▸ **Work task**
Your response must be made up of each line in the data below that contains the string "RuleBook".
╭─ Material provided
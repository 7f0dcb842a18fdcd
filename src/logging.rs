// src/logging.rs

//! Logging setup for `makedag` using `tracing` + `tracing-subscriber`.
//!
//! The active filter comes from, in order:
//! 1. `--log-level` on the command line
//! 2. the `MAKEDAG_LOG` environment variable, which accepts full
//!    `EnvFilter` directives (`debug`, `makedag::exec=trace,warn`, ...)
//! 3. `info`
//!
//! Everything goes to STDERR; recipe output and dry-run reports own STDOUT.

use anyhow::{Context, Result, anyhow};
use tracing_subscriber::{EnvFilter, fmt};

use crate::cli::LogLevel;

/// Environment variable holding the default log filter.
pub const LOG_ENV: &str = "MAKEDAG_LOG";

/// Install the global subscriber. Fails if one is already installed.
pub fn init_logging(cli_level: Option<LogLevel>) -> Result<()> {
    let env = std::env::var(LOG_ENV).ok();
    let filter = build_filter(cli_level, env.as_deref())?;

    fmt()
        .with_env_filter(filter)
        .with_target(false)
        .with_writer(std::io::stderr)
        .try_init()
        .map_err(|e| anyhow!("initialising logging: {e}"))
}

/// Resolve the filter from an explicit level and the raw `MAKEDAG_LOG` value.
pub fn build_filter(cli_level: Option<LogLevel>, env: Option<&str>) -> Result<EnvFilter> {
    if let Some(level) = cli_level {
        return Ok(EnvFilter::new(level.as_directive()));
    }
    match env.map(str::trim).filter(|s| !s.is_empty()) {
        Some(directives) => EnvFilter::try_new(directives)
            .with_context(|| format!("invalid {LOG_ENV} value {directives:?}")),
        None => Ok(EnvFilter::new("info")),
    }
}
╰─
╭─ Material provided
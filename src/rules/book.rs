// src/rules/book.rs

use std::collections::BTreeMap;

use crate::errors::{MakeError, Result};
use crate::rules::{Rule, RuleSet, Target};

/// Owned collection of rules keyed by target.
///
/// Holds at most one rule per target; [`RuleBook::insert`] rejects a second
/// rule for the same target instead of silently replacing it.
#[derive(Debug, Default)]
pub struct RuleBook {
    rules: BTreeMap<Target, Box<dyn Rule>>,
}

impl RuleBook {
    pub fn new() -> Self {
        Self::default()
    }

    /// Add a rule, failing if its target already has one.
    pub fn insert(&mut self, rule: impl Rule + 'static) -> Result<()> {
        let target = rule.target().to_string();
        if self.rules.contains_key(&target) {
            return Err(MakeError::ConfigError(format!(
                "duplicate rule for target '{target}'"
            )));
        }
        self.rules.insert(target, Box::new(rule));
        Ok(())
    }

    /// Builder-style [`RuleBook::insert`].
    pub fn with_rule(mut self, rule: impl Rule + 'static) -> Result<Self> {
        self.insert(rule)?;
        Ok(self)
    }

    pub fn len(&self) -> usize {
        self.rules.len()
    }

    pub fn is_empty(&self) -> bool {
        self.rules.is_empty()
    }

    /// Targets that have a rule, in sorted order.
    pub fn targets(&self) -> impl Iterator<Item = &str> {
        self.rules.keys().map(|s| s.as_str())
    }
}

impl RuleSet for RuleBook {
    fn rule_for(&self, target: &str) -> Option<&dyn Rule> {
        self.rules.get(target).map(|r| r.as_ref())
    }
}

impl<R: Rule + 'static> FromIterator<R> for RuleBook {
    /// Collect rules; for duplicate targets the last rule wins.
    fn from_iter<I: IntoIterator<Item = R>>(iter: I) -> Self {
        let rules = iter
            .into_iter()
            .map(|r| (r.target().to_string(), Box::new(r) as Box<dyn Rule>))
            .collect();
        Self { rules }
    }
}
╰─
▸ **Output of the task**
/// Holds at most one rule per target; [`RuleBook::insert`] rejects a second
pub struct RuleBook {
impl RuleBook {
    /// Builder-style [`RuleBook::insert`].
impl RuleSet for RuleBook {
impl<R: Rule + 'static> FromIterator<R> for RuleBook {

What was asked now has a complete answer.